* _Exercise_: Your task is to copy every line of the entries that contains "DateTime".

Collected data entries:

══════════════════════════════

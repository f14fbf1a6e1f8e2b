//! Error handling for the record flow engine
//!
//! This module defines the crate-wide error type and a Result alias. Each
//! variant belongs to one category of the runtime error taxonomy, and
//! [`FlowError::status`] maps it onto the terminal status a component reports.

use crate::graph::error::GraphError;
use crate::graph::status::NodeStatus;
use thiserror::Error;

/// Main error type for record flow operations
#[derive(Error, Debug)]
pub enum FlowError {
    /// Bad schema, key, or component attribute. Raised at init time.
    #[error("Configuration error: {0}")]
    Configuration(String),

    /// A value does not fit the declared type of its field
    #[error("Type mismatch on field '{field}': expected {expected}, found {found}")]
    TypeMismatch {
        field: String,
        expected: String,
        found: String,
    },

    /// A buffer is too small for the record being (de)serialized
    #[error("Buffer overflow: {needed} bytes needed, {available} available")]
    BufferOverflow { needed: usize, available: usize },

    /// Input data that could not be decoded into a record
    #[error("Malformed record {location}: {message}")]
    Malformed { location: String, message: String },

    /// IO errors
    #[error("IO error: {0}")]
    Io(#[from] std::io::Error),

    /// IO error tied to one source or target of a multi-file window
    #[error("An error occurred while accessing '{name}': {source}")]
    Source {
        name: String,
        #[source]
        source: std::io::Error,
    },

    /// Write to a port whose consumer is gone
    #[error("Port closed: {0}")]
    PortClosed(String),

    /// Records arrived out of the required key order
    #[error("Ordering violation: {0}")]
    OrderingViolation(String),

    /// The graph was asked to stop
    #[error("Aborted")]
    Aborted,

    /// Graph construction errors
    #[error(transparent)]
    Graph(#[from] GraphError),

    /// Failure inside an injected transformation function
    #[error("Transformation error: {0}")]
    Transform(String),

    /// Generic errors with context
    #[error("{context}: {source}")]
    WithContext {
        context: String,
        #[source]
        source: Box<FlowError>,
    },
}

impl FlowError {
    /// Add context to an error
    pub fn with_context(self, context: impl Into<String>) -> Self {
        FlowError::WithContext {
            context: context.into(),
            source: Box::new(self),
        }
    }

    /// Create a malformed-record error
    pub fn malformed(location: impl Into<String>, message: impl Into<String>) -> Self {
        FlowError::Malformed {
            location: location.into(),
            message: message.into(),
        }
    }

    /// Create a source error carrying the identity of the failing source
    pub fn source(name: impl Into<String>, source: std::io::Error) -> Self {
        FlowError::Source {
            name: name.into(),
            source,
        }
    }

    /// Wrap an error returned by user transformation code
    pub fn from_transform(err: anyhow::Error) -> Self {
        FlowError::Transform(format!("{:#}", err))
    }

    /// The innermost error, with all context layers removed
    pub fn root(&self) -> &FlowError {
        match self {
            FlowError::WithContext { source, .. } => source.root(),
            other => other,
        }
    }

    pub fn is_malformed(&self) -> bool {
        matches!(self.root(), FlowError::Malformed { .. })
    }

    pub fn is_aborted(&self) -> bool {
        matches!(self.root(), FlowError::Aborted)
    }

    /// Terminal status a component reports when it fails with this error.
    pub fn status(&self) -> NodeStatus {
        match self.root() {
            FlowError::Aborted => NodeStatus::Aborted,
            FlowError::TypeMismatch { .. }
            | FlowError::BufferOverflow { .. }
            | FlowError::Malformed { .. } => NodeStatus::FatalError,
            _ => NodeStatus::Error,
        }
    }

    /// Whether this failure should stop the rest of the graph.
    ///
    /// Ordering violations are reported but leave other components running.
    pub fn aborts_graph(&self) -> bool {
        !matches!(
            self.root(),
            FlowError::OrderingViolation(_) | FlowError::Aborted
        )
    }
}

/// Result type alias for record flow operations
pub type Result<T> = std::result::Result<T, FlowError>;

/// Extension trait for adding context to Results
pub trait ResultExt<T> {
    /// Add context to an error result
    fn context(self, context: impl Into<String>) -> Result<T>;

    /// Add context lazily to an error result
    fn with_context<F>(self, f: F) -> Result<T>
    where
        F: FnOnce() -> String;
}

impl<T> ResultExt<T> for Result<T> {
    fn context(self, context: impl Into<String>) -> Result<T> {
        self.map_err(|e| e.with_context(context))
    }

    fn with_context<F>(self, f: F) -> Result<T>
    where
        F: FnOnce() -> String,
    {
        self.map_err(|e| e.with_context(f()))
    }
}

impl<T> ResultExt<T> for anyhow::Result<T> {
    fn context(self, context: impl Into<String>) -> Result<T> {
        self.map_err(|e| FlowError::from_transform(e).with_context(context))
    }

    fn with_context<F>(self, f: F) -> Result<T>
    where
        F: FnOnce() -> String,
    {
        self.map_err(|e| FlowError::from_transform(e).with_context(f()))
    }
}

#[cfg(test)]
mod tests {
    use super::*;

    #[test]
    fn test_error_display() {
        let err = FlowError::Configuration("Field 'id' not found".to_string());
        assert_eq!(err.to_string(), "Configuration error: Field 'id' not found");
    }

    #[test]
    fn test_error_with_context() {
        let err = FlowError::PortClosed("out 0".to_string());
        let with_ctx = err.with_context("Writer failed");
        assert!(with_ctx.to_string().contains("Writer failed"));
        assert!(matches!(with_ctx.root(), FlowError::PortClosed(_)));
    }

    #[test]
    fn test_source_error_names_source() {
        let err = FlowError::source(
            "data/part-02.csv",
            std::io::Error::new(std::io::ErrorKind::NotFound, "missing"),
        );
        assert!(err.to_string().contains("data/part-02.csv"));
    }

    #[test]
    fn test_status_mapping() {
        assert_eq!(FlowError::Aborted.status(), NodeStatus::Aborted);
        assert_eq!(
            FlowError::BufferOverflow {
                needed: 10,
                available: 2
            }
            .status(),
            NodeStatus::FatalError
        );
        assert_eq!(
            FlowError::malformed("row 3", "bad int").with_context("reader").status(),
            NodeStatus::FatalError
        );
        assert_eq!(
            FlowError::Configuration("x".into()).status(),
            NodeStatus::Error
        );
    }

    #[test]
    fn test_ordering_violation_does_not_abort_graph() {
        assert!(!FlowError::OrderingViolation("row 4".into()).aborts_graph());
        assert!(FlowError::Configuration("x".into()).aborts_graph());
        assert!(!FlowError::Aborted.aborts_graph());
    }

    #[test]
    fn test_anyhow_context() {
        let res: anyhow::Result<()> = Err(anyhow::anyhow!("division by zero"));
        let err = res.context("reformat").unwrap_err();
        assert!(err.to_string().contains("division by zero"));
    }
}
//! Schema-bound, reusable records.
//!
//! # Binary layout
//!
//! ```text
//! [null bitmap: ceil(n/8) bytes, bit i set = field i is NULL]
//! [field 0][field 1]...            (non-null fields only)
//!
//! integer        4 bytes big-endian
//! long / number  8 bytes big-endian
//! date           8 bytes big-endian, milliseconds since the epoch
//! boolean        1 byte (0 or 1)
//! string / bytes varint length + payload
//! ```

use crate::error::{FlowError, Result};
use crate::record::schema::Schema;
use crate::record::value::{FieldType, Value};
use crate::record::varint;
use bytes::{Buf, BufMut, Bytes, BytesMut};
use chrono::DateTime;
use std::fmt;
use std::sync::Arc;

/// One row of a stream.
///
/// Records are meant to be reused: populate, hand off, [`reset`](Record::reset).
/// A record is owned by one thread at a time.
#[derive(Clone, PartialEq)]
pub struct Record {
    schema: Arc<Schema>,
    values: Vec<Value>,
}

impl Record {
    /// Allocate a record with every field at its default.
    pub fn new(schema: Arc<Schema>) -> Self {
        let values = (0..schema.len())
            .map(|i| schema.default_value(i).clone())
            .collect();
        Self { schema, values }
    }

    pub fn schema(&self) -> &Arc<Schema> {
        &self.schema
    }

    pub fn len(&self) -> usize {
        self.values.len()
    }

    pub fn is_empty(&self) -> bool {
        self.values.is_empty()
    }

    pub fn values(&self) -> &[Value] {
        &self.values
    }

    pub fn get(&self, index: usize) -> Option<&Value> {
        self.values.get(index)
    }

    pub fn get_by_name(&self, name: &str) -> Option<&Value> {
        self.schema.index_of(name).and_then(|i| self.values.get(i))
    }

    /// Slot access for positions already validated against the schema.
    pub(crate) fn value_at(&self, index: usize) -> &Value {
        &self.values[index]
    }

    pub fn is_null(&self, index: usize) -> bool {
        self.values.get(index).map(Value::is_null).unwrap_or(true)
    }

    /// Store a value, widening numbers where lossless.
    pub fn set(&mut self, index: usize, value: impl Into<Value>) -> Result<()> {
        let field = self.schema.field(index).ok_or_else(|| {
            FlowError::Configuration(format!(
                "Field index {} out of range for schema '{}'",
                index,
                self.schema.name()
            ))
        })?;
        let value = value.into();

        if value.is_null() && !field.nullable {
            return Err(FlowError::TypeMismatch {
                field: field.name.clone(),
                expected: format!("non-null {}", field.field_type),
                found: "null".to_string(),
            });
        }

        let coerced = value
            .coerce(field.field_type)
            .map_err(|v| FlowError::TypeMismatch {
                field: field.name.clone(),
                expected: field.field_type.to_string(),
                found: v.type_name().to_string(),
            })?;
        self.values[index] = coerced;
        Ok(())
    }

    pub fn set_by_name(&mut self, name: &str, value: impl Into<Value>) -> Result<()> {
        let index = self.schema.require_index(name)?;
        self.set(index, value)
    }

    /// Set a field to NULL.
    pub fn set_null(&mut self, index: usize) -> Result<()> {
        self.set(index, Value::Null)
    }

    /// Restore one field to its declared default.
    pub fn reset_field(&mut self, index: usize) {
        if let Some(slot) = self.values.get_mut(index) {
            *slot = self.schema.default_value(index).clone();
        }
    }

    /// Restore every field to its declared default for reuse.
    pub fn reset(&mut self) {
        for (i, slot) in self.values.iter_mut().enumerate() {
            *slot = self.schema.default_value(i).clone();
        }
    }

    /// Copy all values from a record with a compatible layout.
    pub fn copy_from(&mut self, other: &Record) -> Result<()> {
        if !Arc::ptr_eq(&self.schema, &other.schema) && !self.schema.is_compatible(&other.schema)
        {
            return Err(FlowError::Configuration(format!(
                "Cannot copy record of schema '{}' into schema '{}'",
                other.schema.name(),
                self.schema.name()
            )));
        }
        self.values.clone_from(&other.values);
        Ok(())
    }

    /// Copy fields that exist under the same name in both records.
    pub fn copy_by_name(&mut self, other: &Record) -> Result<()> {
        for (i, field) in other.schema.fields().iter().enumerate() {
            if let Some(target) = self.schema.index_of(&field.name) {
                self.set(target, other.values[i].clone())?;
            }
        }
        Ok(())
    }

    /// Deep copy sharing the schema reference.
    pub fn duplicate(&self) -> Record {
        self.clone()
    }

    fn bitmap_len(&self) -> usize {
        self.values.len().div_ceil(8)
    }

    /// Exact number of bytes [`serialize`](Record::serialize) writes.
    pub fn serialized_size(&self) -> usize {
        let mut size = self.bitmap_len();
        for value in &self.values {
            size += match value {
                Value::Null => 0,
                Value::Integer(_) => 4,
                Value::Long(_) | Value::Number(_) | Value::Date(_) => 8,
                Value::Boolean(_) => 1,
                Value::String(s) => varint::encoded_len(s.len() as u64) + s.len(),
                Value::Bytes(b) => varint::encoded_len(b.len() as u64) + b.len(),
            };
        }
        size
    }

    pub fn serialize(&self, buf: &mut impl BufMut) -> Result<()> {
        let needed = self.serialized_size();
        if buf.remaining_mut() < needed {
            return Err(FlowError::BufferOverflow {
                needed,
                available: buf.remaining_mut(),
            });
        }

        let mut bitmap = vec![0u8; self.bitmap_len()];
        for (i, value) in self.values.iter().enumerate() {
            if value.is_null() {
                bitmap[i / 8] |= 1 << (i % 8);
            }
        }
        buf.put_slice(&bitmap);

        for value in &self.values {
            match value {
                Value::Null => {}
                Value::Integer(v) => buf.put_i32(*v),
                Value::Long(v) => buf.put_i64(*v),
                Value::Number(v) => buf.put_f64(*v),
                Value::Date(d) => buf.put_i64(d.timestamp_millis()),
                Value::Boolean(b) => buf.put_u8(*b as u8),
                Value::String(s) => {
                    varint::put_varint(buf, s.len() as u64);
                    buf.put_slice(s.as_bytes());
                }
                Value::Bytes(b) => {
                    varint::put_varint(buf, b.len() as u64);
                    buf.put_slice(b);
                }
            }
        }
        Ok(())
    }

    /// Serialize into a fresh immutable buffer.
    pub fn to_bytes(&self) -> Result<Bytes> {
        let mut buf = BytesMut::with_capacity(self.serialized_size());
        self.serialize(&mut buf)?;
        Ok(buf.freeze())
    }

    /// Overwrite this record with the values encoded in `buf`.
    pub fn deserialize(&mut self, buf: &mut impl Buf) -> Result<()> {
        let bitmap_len = self.bitmap_len();
        ensure_remaining(buf, bitmap_len)?;
        let mut bitmap = vec![0u8; bitmap_len];
        buf.copy_to_slice(&mut bitmap);

        let schema = Arc::clone(&self.schema);
        for (i, field) in schema.fields().iter().enumerate() {
            if bitmap[i / 8] & (1 << (i % 8)) != 0 {
                if !field.nullable {
                    return Err(FlowError::malformed(
                        format!("field '{}'", field.name),
                        "NULL in a non-nullable field",
                    ));
                }
                self.values[i] = Value::Null;
                continue;
            }

            self.values[i] = match field.field_type {
                FieldType::Integer => {
                    ensure_remaining(buf, 4)?;
                    Value::Integer(buf.get_i32())
                }
                FieldType::Long => {
                    ensure_remaining(buf, 8)?;
                    Value::Long(buf.get_i64())
                }
                FieldType::Number => {
                    ensure_remaining(buf, 8)?;
                    Value::Number(buf.get_f64())
                }
                FieldType::Date => {
                    ensure_remaining(buf, 8)?;
                    let millis = buf.get_i64();
                    let date = DateTime::from_timestamp_millis(millis).ok_or_else(|| {
                        FlowError::malformed(
                            format!("field '{}'", field.name),
                            format!("timestamp {} out of range", millis),
                        )
                    })?;
                    Value::Date(date)
                }
                FieldType::Boolean => {
                    ensure_remaining(buf, 1)?;
                    match buf.get_u8() {
                        0 => Value::Boolean(false),
                        1 => Value::Boolean(true),
                        other => {
                            return Err(FlowError::malformed(
                                format!("field '{}'", field.name),
                                format!("invalid boolean byte {}", other),
                            ))
                        }
                    }
                }
                FieldType::String => {
                    let bytes = get_payload(buf)?;
                    let text = String::from_utf8(bytes).map_err(|e| {
                        FlowError::malformed(format!("field '{}'", field.name), e.to_string())
                    })?;
                    Value::String(text)
                }
                FieldType::Bytes => Value::Bytes(get_payload(buf)?),
            };
        }
        Ok(())
    }
}

fn ensure_remaining(buf: &impl Buf, needed: usize) -> Result<()> {
    if buf.remaining() < needed {
        return Err(FlowError::BufferOverflow {
            needed,
            available: buf.remaining(),
        });
    }
    Ok(())
}

fn get_payload(buf: &mut impl Buf) -> Result<Vec<u8>> {
    let len = varint::get_varint(buf).ok_or(FlowError::BufferOverflow {
        needed: 1,
        available: 0,
    })? as usize;
    ensure_remaining(buf, len)?;
    let mut payload = vec![0u8; len];
    buf.copy_to_slice(&mut payload);
    Ok(payload)
}

impl fmt::Debug for Record {
    fn fmt(&self, f: &mut fmt::Formatter<'_>) -> fmt::Result {
        let mut map = f.debug_map();
        for (field, value) in self.schema.fields().iter().zip(&self.values) {
            map.entry(&field.name, value);
        }
        map.finish()
    }
}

══════════════════════════════

* _Exercise response_:
use chrono::DateTime;
                    let date = DateTime::from_timestamp_millis(millis).ok_or_else(|| {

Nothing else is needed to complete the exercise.